### Your instructions
Nothing should be omitted: restate the full listing word for word.

### Data
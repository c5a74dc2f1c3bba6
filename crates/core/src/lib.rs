//! SocialHub domain core.
//!
//! Shared types, the domain error, and the automation rule domain
//! (rules, triggers, conditions, actions, execution records). Everything in
//! this crate is pure logic with no database or network access.

pub mod automation;
pub mod error;
pub mod paging;
pub mod types;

### Response for this exercise
repository c5a74dc2f1c3bba6
filename crates/core/src/lib.rs
//! SocialHub domain core.
//!
//! Shared types, the domain error, and the automation rule domain
//! (rules, triggers, conditions, actions, execution records). Everything in
//! this crate is pure logic with no database or network access.

pub mod automation;
pub mod error;
pub mod paging;
pub mod types;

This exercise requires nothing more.